I’m with raspberry jam on that. The thing about Israel controlling DC politics is a liberal sop. Like the military industrial complex is a liberal sop, as though fixing our laws to remove the corruption in procurement would allow the benevolence at the true heart of the republic to emerge. The idea that the USA does these unspeakable crimes because it is under control from Israel is completely unacceptable to me. The USA is a big, powerful country and with respect to Israel the USA does as it willingly chooses. I’ve written at least twice here before: we are Israel and Israel is us. (I say we/us because I’m citizen naturalized 2005, resident, tax payer and therefore complicit.)
This is not to diminish crimes perpetrated in and by other states.
And I’m well aware of how Israeli influence works but we still have agency. Taking a bribe is a choice. Standing up to bullying from ADL or whoever is also a choice. The MIC and the Israel lobby are abstractions describing systems of influence on people who have choices.
Sometimes I shout in anger when I hear Jeffrey Sachs talk about Israel and MIC dictating what the USA does.
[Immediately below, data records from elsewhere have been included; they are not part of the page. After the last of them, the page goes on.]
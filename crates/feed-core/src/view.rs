//! View Models
//!
//! Projection from domain records to what the presentation layer renders.
//! Domain types never carry display strings; these types never go back
//! to the service.

use std::collections::HashMap;

use chrono::NaiveDate;

use crate::domain::{Author, Comment, Post};
use crate::routes::Route;

/// Feed card body excerpt length, in characters
pub const EXCERPT_LEN: usize = 150;

/// Number of numbered page links shown
pub const PAGE_LINKS: u32 = 5;

/// Cut `text` to `max` characters, appending "..." when cut
pub fn truncate_text(text: &str, max: usize) -> String {
    match text.char_indices().nth(max) {
        Some((byte_index, _)) => format!("{}...", &text[..byte_index]),
        None => text.to_string(),
    }
}

fn initials(first: &str, last: &str) -> String {
    first.chars().take(1).chain(last.chars().take(1)).collect()
}

#[derive(Debug, Clone, PartialEq)]
pub struct PostCardView {
    pub id: u32,
    pub title: String,
    pub excerpt: String,
    pub author_id: u32,
    pub tags: Vec<String>,
    /// "Likes: 12, Dislikes: 3"
    pub reactions_label: String,
    pub href: String,
    pub author_href: String,
}

impl PostCardView {
    pub fn from_post(post: &Post) -> Self {
        Self {
            id: post.id,
            title: post.title.clone(),
            excerpt: truncate_text(&post.body, EXCERPT_LEN),
            author_id: post.user_id,
            tags: post.tags.clone(),
            reactions_label: format!(
                "Likes: {}, Dislikes: {}",
                post.reactions.likes, post.reactions.dislikes
            ),
            href: Route::Post(post.id).to_href(),
            author_href: Route::Profile(post.user_id).to_href(),
        }
    }
}

#[derive(Debug, Clone, PartialEq)]
pub struct AuthorView {
    pub id: u32,
    pub full_name: String,
    /// "@username"
    pub handle: String,
    pub initials: String,
    pub avatar: String,
    pub href: String,
    pub email: Option<String>,
    pub phone: Option<String>,
    /// "City, State"
    pub location: Option<String>,
    /// "Title at Company"
    pub occupation: Option<String>,
    pub born: Option<String>,
}

impl AuthorView {
    pub fn from_author(author: &Author) -> Self {
        Self {
            id: author.id,
            full_name: author.full_name(),
            handle: format!("@{}", author.username),
            initials: initials(&author.first_name, &author.last_name),
            avatar: author.image.clone(),
            href: Route::Profile(author.id).to_href(),
            email: author.email.clone(),
            phone: author.phone.clone(),
            location: author
                .address
                .as_ref()
                .map(|a| format!("{}, {}", a.city, a.state)),
            occupation: author
                .company
                .as_ref()
                .map(|c| format!("{} at {}", c.title, c.name)),
            born: author.birth_date.as_deref().map(format_birth_date),
        }
    }
}

/// "1996-5-30" becomes "May 30, 1996"; anything unparseable is shown raw
pub fn format_birth_date(raw: &str) -> String {
    match NaiveDate::parse_from_str(raw, "%Y-%m-%d") {
        Ok(date) => date.format("%B %-d, %Y").to_string(),
        Err(_) => raw.to_string(),
    }
}

#[derive(Debug, Clone, PartialEq)]
pub struct CommentView {
    pub id: u32,
    pub body: String,
    pub author_id: u32,
    pub handle: String,
    /// Full name when the commenter profile is known, handle otherwise
    pub display_name: String,
    pub initials: String,
    pub avatar: Option<String>,
    pub author_href: String,
}

impl CommentView {
    pub fn from_comment(comment: &Comment, commenters: &HashMap<u32, Author>) -> Self {
        let profile = commenters.get(&comment.author_id());
        Self {
            id: comment.id,
            body: comment.body.clone(),
            author_id: comment.author_id(),
            handle: format!("@{}", comment.user.username),
            display_name: profile
                .map(Author::full_name)
                .unwrap_or_else(|| comment.user.username.clone()),
            initials: profile
                .map(|a| initials(&a.first_name, &a.last_name))
                .unwrap_or_else(|| comment.user.username.chars().take(2).collect()),
            avatar: profile.map(|a| a.image.clone()),
            author_href: Route::Profile(comment.author_id()).to_href(),
        }
    }
}

/// Pagination strip under a list
#[derive(Debug, Clone, PartialEq, Eq)]
pub struct PaginationView {
    pub current: u32,
    pub total: u32,
    /// Numbered links, the first `PAGE_LINKS` pages at most
    pub pages: Vec<u32>,
    pub has_prev: bool,
    pub has_next: bool,
}

impl PaginationView {
    pub fn new(current: u32, total: u32) -> Self {
        Self {
            current,
            total,
            pages: (1..=total.min(PAGE_LINKS)).collect(),
            has_prev: current > 1,
            has_next: current < total,
        }
    }
}

#[cfg(test)]
mod tests {
    use super::*;
    use crate::domain::{Address, Company};

    #[test]
    fn test_truncate_text() {
        assert_eq!(truncate_text("short", 150), "short");
        assert_eq!(truncate_text("abcdef", 3), "abc...");
        assert_eq!(truncate_text("héllo", 2), "hé...");
        assert_eq!(truncate_text("abc", 3), "abc");
    }

    #[test]
    fn test_post_card_reactions_label() {
        let post = Post::new(5, "Title", "x".repeat(200), 8).with_reactions(12, 3);
        let card = PostCardView::from_post(&post);
        assert_eq!(card.reactions_label, "Likes: 12, Dislikes: 3");
        assert_eq!(card.excerpt.chars().count(), 153);
        assert_eq!(card.href, "/post/5");
        assert_eq!(card.author_href, "/profile/8");
    }

    #[test]
    fn test_author_view() {
        let mut author = Author::new(1, "Emily", "Johnson", "emilys");
        author.birth_date = Some("1996-5-30".into());
        author.address = Some(Address { city: "Phoenix".into(), state: "Mississippi".into() });
        author.company = Some(Company { name: "Dooley".into(), title: "Sales Manager".into() });

        let view = AuthorView::from_author(&author);
        assert_eq!(view.handle, "@emilys");
        assert_eq!(view.initials, "EJ");
        assert_eq!(view.location.as_deref(), Some("Phoenix, Mississippi"));
        assert_eq!(view.occupation.as_deref(), Some("Sales Manager at Dooley"));
        assert_eq!(view.born.as_deref(), Some("May 30, 1996"));
    }

    #[test]
    fn test_birth_date_fallback() {
        assert_eq!(format_birth_date("someday"), "someday");
    }

    #[test]
    fn test_comment_view_uses_lookup() {
        let comment = Comment::new(1, 1, "nice", 7, "michaelw");
        let mut commenters = HashMap::new();

        let bare = CommentView::from_comment(&comment, &commenters);
        assert_eq!(bare.display_name, "michaelw");
        assert_eq!(bare.avatar, None);

        commenters.insert(7, Author::new(7, "Michael", "Williams", "michaelw"));
        let full = CommentView::from_comment(&comment, &commenters);
        assert_eq!(full.display_name, "Michael Williams");
        assert_eq!(full.initials, "MW");
        assert_eq!(full.handle, "@michaelw");
    }

    #[test]
    fn test_pagination_window() {
        let view = PaginationView::new(1, 25);
        assert_eq!(view.pages, vec![1, 2, 3, 4, 5]);
        assert!(!view.has_prev);
        assert!(view.has_next);

        let view = PaginationView::new(3, 3);
        assert_eq!(view.pages, vec![1, 2, 3]);
        assert!(view.has_prev);
        assert!(!view.has_next);

        assert!(PaginationView::new(1, 0).pages.is_empty());
    }
}
//! Console Logger
//!
//! Routes the `log` facade used by feed-core to the browser console.

use log::{Level, LevelFilter, Log, Metadata, Record};
use wasm_bindgen::JsValue;

struct ConsoleLogger;

static LOGGER: ConsoleLogger = ConsoleLogger;

impl Log for ConsoleLogger {
    fn enabled(&self, metadata: &Metadata) -> bool {
        metadata.level() <= log::max_level()
    }

    fn log(&self, record: &Record) {
        if !self.enabled(record.metadata()) {
            return;
        }
        let line = JsValue::from(format!("{} {}", record.level(), record.args()));
        match record.level() {
            Level::Error => web_sys::console::error_1(&line),
            Level::Warn => web_sys::console::warn_1(&line),
            _ => web_sys::console::log_1(&line),
        }
    }

    fn flush(&self) {}
}

/// Install the console logger once; later calls are ignored
pub fn init(level: LevelFilter) {
    if log::set_logger(&LOGGER).is_ok() {
        log::set_max_level(level);
    }
}
//! Navbar Component
//!
//! Top bar with feed and search links plus logout.

use feed_core::feed::FeedQuery;
use feed_core::Route;
use leptos::prelude::*;

use crate::components::Link;
use crate::context::use_app_context;

#[component]
pub fn Navbar() -> impl IntoView {
    let ctx = use_app_context();

    let logout = move |_| {
        ctx.services().session.logout();
        ctx.refresh_session();
        ctx.navigate(Route::Login);
    };

    view! {
        <header class="navbar">
            <Link route=Route::Feed(FeedQuery::new()) class="navbar-brand">"SocialSphere"</Link>
            <nav class="navbar-links">
                <Link route=Route::Feed(FeedQuery::new())>"Home"</Link>
                <Link route=Route::Search { query: String::new(), page: 1 }>"Search"</Link>
                <button class="navbar-logout" on:click=logout>"Log out"</button>
            </nav>
        </header>
    }
}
He’s way smarter and more knowledgeable than me but seems to be implying that if only we could get our democratic systems working a bit better then the venality and brutality would be controlled. Sounds like reformist wishful thinking to me.
Sorry, everyone, maybe I’m having a bad day. I guess my anger comes from my impotence.
Nah. We aren’t going to legislate our way out of this any more than we could vote our way out of it. It isn’t a handful of bad people, it’s the whole system, rotten to the core.
How things change, I don’t profess to know. But I share your rage and feelings of impotence.
If Israel does little to control DC politics and the USA general population is simply observing what elite USA wants to do, anyway, in the Middle East, then why is so much money being spent by DC lobbyists?
If a country A is willingly doing what country B wants, why would country B pay country A?
Seems like an opportunity for country B to save some money.
I believe both things can be correct: US does what it wants and Israel has outsized influence via Aipac and zionist oligarchs. Like in any country, US interests are actually elite interests and elites are not always unified. They fight. This is what makes disparate influence possible. And this is what we currently see wrt west asia policy. The elites are not unified. Oil interests differ from MIC interests, differ from pro Saudi interests vs pro Emirates etc. When elites split, as is likely here imo, things open up (Ferguson makes this point well as did Page and Gilens paper) the direction of policy becomes far less predictable and there is room for special advocacy to play a big role. And I would suspect that this is what is happening here. Aipac is well organized with lots of disposable income and its policy preferences have support within elite circles. So Aipac can then wag a partially willing dog to where it mostly wants to go. Were the dog dead set against it or were Aipac less well organized the dog would not hunt. So is it Aipac/zionist oligarchs/Israel or US interests? Its both.
Norbert, that’s a very reasonable and logical explanation. But it doesn’t account for the non-ordinary and special circumstance of this particular case.
Israel is far, far more than just a ‘special advocacy”. Normal “special advocacy” does not have the power that Israel has over the sitting (and previous) US presidents and members of Congress. Which is, blackmail videos of them committing very illegal acts with underaged human captives. (in case you’ve been living under a rock, Epstein was a Mossad asset and he ran a honeypot operation)
Of course they have a lot more than just this blackmail, they also have the “carrot” in addition to this stick. They give out hundreds of millions of dollars in graft money.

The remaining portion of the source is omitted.